[[ Data extracts, beginning ]]

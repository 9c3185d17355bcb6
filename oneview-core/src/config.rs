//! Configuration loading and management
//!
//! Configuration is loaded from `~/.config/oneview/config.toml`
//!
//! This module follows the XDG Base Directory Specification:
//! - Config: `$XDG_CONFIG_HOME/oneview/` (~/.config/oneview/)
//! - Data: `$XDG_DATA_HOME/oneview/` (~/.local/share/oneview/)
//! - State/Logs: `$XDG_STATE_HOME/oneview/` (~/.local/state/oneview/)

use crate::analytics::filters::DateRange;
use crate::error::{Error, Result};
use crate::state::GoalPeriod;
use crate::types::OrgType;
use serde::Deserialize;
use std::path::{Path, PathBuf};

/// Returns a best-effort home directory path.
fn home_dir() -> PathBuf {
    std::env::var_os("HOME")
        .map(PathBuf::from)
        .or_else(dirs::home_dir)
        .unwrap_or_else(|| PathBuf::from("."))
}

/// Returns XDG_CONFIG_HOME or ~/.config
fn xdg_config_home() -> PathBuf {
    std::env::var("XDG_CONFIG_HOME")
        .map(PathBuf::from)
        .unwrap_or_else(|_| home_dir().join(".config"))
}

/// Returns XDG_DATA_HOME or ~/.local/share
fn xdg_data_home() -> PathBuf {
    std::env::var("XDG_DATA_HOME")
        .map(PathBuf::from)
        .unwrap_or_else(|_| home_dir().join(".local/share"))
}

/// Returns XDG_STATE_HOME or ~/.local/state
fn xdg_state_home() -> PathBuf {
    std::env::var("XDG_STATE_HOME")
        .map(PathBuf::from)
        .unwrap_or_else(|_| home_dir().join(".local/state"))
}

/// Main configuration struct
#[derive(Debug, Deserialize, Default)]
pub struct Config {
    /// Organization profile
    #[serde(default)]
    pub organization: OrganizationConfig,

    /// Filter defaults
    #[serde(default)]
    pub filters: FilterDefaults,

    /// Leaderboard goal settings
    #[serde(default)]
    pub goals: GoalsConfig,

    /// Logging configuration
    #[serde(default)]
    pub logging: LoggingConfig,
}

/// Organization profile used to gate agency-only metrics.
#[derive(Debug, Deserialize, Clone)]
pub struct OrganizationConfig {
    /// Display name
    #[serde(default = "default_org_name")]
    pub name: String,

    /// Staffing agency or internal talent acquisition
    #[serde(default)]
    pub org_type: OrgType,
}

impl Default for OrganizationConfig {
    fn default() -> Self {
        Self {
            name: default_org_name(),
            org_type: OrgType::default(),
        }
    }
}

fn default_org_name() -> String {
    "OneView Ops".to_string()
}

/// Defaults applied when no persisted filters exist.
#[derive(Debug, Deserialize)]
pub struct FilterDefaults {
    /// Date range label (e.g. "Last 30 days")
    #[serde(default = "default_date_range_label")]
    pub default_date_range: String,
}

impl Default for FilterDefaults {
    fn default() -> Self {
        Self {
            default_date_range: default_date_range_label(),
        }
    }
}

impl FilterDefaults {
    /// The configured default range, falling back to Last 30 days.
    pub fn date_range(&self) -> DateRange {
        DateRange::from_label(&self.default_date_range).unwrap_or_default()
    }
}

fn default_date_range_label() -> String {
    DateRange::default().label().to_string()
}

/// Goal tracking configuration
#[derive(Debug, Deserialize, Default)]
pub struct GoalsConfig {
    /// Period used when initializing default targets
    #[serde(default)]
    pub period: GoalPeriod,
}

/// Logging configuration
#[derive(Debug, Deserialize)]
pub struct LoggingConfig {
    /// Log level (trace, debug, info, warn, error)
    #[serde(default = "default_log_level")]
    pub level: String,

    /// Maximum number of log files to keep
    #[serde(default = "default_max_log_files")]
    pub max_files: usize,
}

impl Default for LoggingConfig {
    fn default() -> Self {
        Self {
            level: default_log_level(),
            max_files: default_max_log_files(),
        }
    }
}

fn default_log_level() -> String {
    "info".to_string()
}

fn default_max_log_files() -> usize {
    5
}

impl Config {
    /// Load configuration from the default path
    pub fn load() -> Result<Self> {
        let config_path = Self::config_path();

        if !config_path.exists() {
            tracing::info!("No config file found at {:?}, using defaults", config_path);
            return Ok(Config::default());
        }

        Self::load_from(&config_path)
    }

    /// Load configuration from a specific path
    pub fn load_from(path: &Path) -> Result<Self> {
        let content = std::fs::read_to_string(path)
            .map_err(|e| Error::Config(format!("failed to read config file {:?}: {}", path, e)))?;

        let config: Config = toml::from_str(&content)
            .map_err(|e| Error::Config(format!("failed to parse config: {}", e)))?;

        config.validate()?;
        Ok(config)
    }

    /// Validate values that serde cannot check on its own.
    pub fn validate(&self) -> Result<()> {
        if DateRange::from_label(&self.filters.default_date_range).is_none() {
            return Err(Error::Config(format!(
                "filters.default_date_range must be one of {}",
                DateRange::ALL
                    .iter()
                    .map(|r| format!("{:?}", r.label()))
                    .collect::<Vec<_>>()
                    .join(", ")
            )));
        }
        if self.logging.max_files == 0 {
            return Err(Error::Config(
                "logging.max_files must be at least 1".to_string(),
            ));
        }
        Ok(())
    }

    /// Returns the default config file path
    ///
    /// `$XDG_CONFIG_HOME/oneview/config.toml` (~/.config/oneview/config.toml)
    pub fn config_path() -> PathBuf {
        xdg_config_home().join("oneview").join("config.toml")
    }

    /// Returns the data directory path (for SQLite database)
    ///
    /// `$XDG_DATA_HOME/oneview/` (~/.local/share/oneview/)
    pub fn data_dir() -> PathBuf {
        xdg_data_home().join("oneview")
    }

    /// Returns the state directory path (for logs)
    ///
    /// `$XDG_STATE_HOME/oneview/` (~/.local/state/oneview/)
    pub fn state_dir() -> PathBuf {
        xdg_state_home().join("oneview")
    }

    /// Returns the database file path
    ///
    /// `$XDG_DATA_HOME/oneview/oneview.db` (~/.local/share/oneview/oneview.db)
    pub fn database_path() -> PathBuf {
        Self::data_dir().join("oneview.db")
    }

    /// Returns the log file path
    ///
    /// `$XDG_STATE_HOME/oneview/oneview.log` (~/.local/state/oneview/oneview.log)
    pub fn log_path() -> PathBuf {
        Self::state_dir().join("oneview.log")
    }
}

[[ Data extracts, end ]]

All of the data above should be reproduced exactly, with nothing left out.

repository 9c3185d17355bcb6
filename oneview-core/src/config.rs
//! Configuration loading and management
//!
//! Configuration is loaded from `~/.config/oneview/config.toml`
//!
//! This module follows the XDG Base Directory Specification:
//! - Config: `$XDG_CONFIG_HOME/oneview/` (~/.config/oneview/)
//! - Data: `$XDG_DATA_HOME/oneview/` (~/.local/share/oneview/)
//! - State/Logs: `$XDG_STATE_HOME/oneview/` (~/.local/state/oneview/)

use crate::analytics::filters::DateRange;
use crate::error::{Error, Result};
use crate::state::GoalPeriod;
use crate::types::OrgType;
use serde::Deserialize;
use std::path::{Path, PathBuf};

/// Returns a best-effort home directory path.
fn home_dir() -> PathBuf {
    std::env::var_os("HOME")
        .map(PathBuf::from)
        .or_else(dirs::home_dir)
        .unwrap_or_else(|| PathBuf::from("."))
}

/// Returns XDG_CONFIG_HOME or ~/.config
fn xdg_config_home() -> PathBuf {
    std::env::var("XDG_CONFIG_HOME")
        .map(PathBuf::from)
        .unwrap_or_else(|_| home_dir().join(".config"))
}

/// Returns XDG_DATA_HOME or ~/.local/share
fn xdg_data_home() -> PathBuf {
    std::env::var("XDG_DATA_HOME")
        .map(PathBuf::from)
        .unwrap_or_else(|_| home_dir().join(".local/share"))
}

/// Returns XDG_STATE_HOME or ~/.local/state
fn xdg_state_home() -> PathBuf {
    std::env::var("XDG_STATE_HOME")
        .map(PathBuf::from)
        .unwrap_or_else(|_| home_dir().join(".local/state"))
}

/// Main configuration struct
#[derive(Debug, Deserialize, Default)]
pub struct Config {
    /// Organization profile
    #[serde(default)]
    pub organization: OrganizationConfig,

    /// Filter defaults
    #[serde(default)]
    pub filters: FilterDefaults,

    /// Leaderboard goal settings
    #[serde(default)]
    pub goals: GoalsConfig,

    /// Logging configuration
    #[serde(default)]
    pub logging: LoggingConfig,
}

/// Organization profile used to gate agency-only metrics.
#[derive(Debug, Deserialize, Clone)]
pub struct OrganizationConfig {
    /// Display name
    #[serde(default = "default_org_name")]
    pub name: String,

    /// Staffing agency or internal talent acquisition
    #[serde(default)]
    pub org_type: OrgType,
}

impl Default for OrganizationConfig {
    fn default() -> Self {
        Self {
            name: default_org_name(),
            org_type: OrgType::default(),
        }
    }
}

fn default_org_name() -> String {
    "OneView Ops".to_string()
}

/// Defaults applied when no persisted filters exist.
#[derive(Debug, Deserialize)]
pub struct FilterDefaults {
    /// Date range label (e.g. "Last 30 days")
    #[serde(default = "default_date_range_label")]
    pub default_date_range: String,
}

impl Default for FilterDefaults {
    fn default() -> Self {
        Self {
            default_date_range: default_date_range_label(),
        }
    }
}

impl FilterDefaults {
    /// The configured default range, falling back to Last 30 days.
    pub fn date_range(&self) -> DateRange {
        DateRange::from_label(&self.default_date_range).unwrap_or_default()
    }
}

fn default_date_range_label() -> String {
    DateRange::default().label().to_string()
}

/// Goal tracking configuration
#[derive(Debug, Deserialize, Default)]
pub struct GoalsConfig {
    /// Period used when initializing default targets
    #[serde(default)]
    pub period: GoalPeriod,
}

/// Logging configuration
#[derive(Debug, Deserialize)]
pub struct LoggingConfig {
    /// Log level (trace, debug, info, warn, error)
    #[serde(default = "default_log_level")]
    pub level: String,

    /// Maximum number of log files to keep
    #[serde(default = "default_max_log_files")]
    pub max_files: usize,
}

impl Default for LoggingConfig {
    fn default() -> Self {
        Self {
            level: default_log_level(),
            max_files: default_max_log_files(),
        }
    }
}

fn default_log_level() -> String {
    "info".to_string()
}

fn default_max_log_files() -> usize {
    5
}

impl Config {
    /// Load configuration from the default path
    pub fn load() -> Result<Self> {
        let config_path = Self::config_path();

        if !config_path.exists() {
            tracing::info!("No config file found at {:?}, using defaults", config_path);
            return Ok(Config::default());
        }

        Self::load_from(&config_path)
    }

    /// Load configuration from a specific path
    pub fn load_from(path: &Path) -> Result<Self> {
        let content = std::fs::read_to_string(path)
            .map_err(|e| Error::Config(format!("failed to read config file {:?}: {}", path, e)))?;

        let config: Config = toml::from_str(&content)
            .map_err(|e| Error::Config(format!("failed to parse config: {}", e)))?;

        config.validate()?;
        Ok(config)
    }

    /// Validate values that serde cannot check on its own.
    pub fn validate(&self) -> Result<()> {
        if DateRange::from_label(&self.filters.default_date_range).is_none() {
            return Err(Error::Config(format!(
                "filters.default_date_range must be one of {}",
                DateRange::ALL
                    .iter()
                    .map(|r| format!("{:?}", r.label()))
                    .collect::<Vec<_>>()
                    .join(", ")
            )));
        }
        if self.logging.max_files == 0 {
            return Err(Error::Config(
                "logging.max_files must be at least 1".to_string(),
            ));
        }
        Ok(())
    }

    /// Returns the default config file path
    ///
    /// `$XDG_CONFIG_HOME/oneview/config.toml` (~/.config/oneview/config.toml)
    pub fn config_path() -> PathBuf {
        xdg_config_home().join("oneview").join("config.toml")
    }

    /// Returns the data directory path (for SQLite database)
    ///
    /// `$XDG_DATA_HOME/oneview/` (~/.local/share/oneview/)
    pub fn data_dir() -> PathBuf {
        xdg_data_home().join("oneview")
    }

    /// Returns the state directory path (for logs)
    ///
    /// `$XDG_STATE_HOME/oneview/` (~/.local/state/oneview/)
    pub fn state_dir() -> PathBuf {
        xdg_state_home().join("oneview")
    }

    /// Returns the database file path
    ///
    /// `$XDG_DATA_HOME/oneview/oneview.db` (~/.local/share/oneview/oneview.db)
    pub fn database_path() -> PathBuf {
        Self::data_dir().join("oneview.db")
    }

    /// Returns the log file path
    ///
    /// `$XDG_STATE_HOME/oneview/oneview.log` (~/.local/state/oneview/oneview.log)
    pub fn log_path() -> PathBuf {
        Self::state_dir().join("oneview.log")
    }
}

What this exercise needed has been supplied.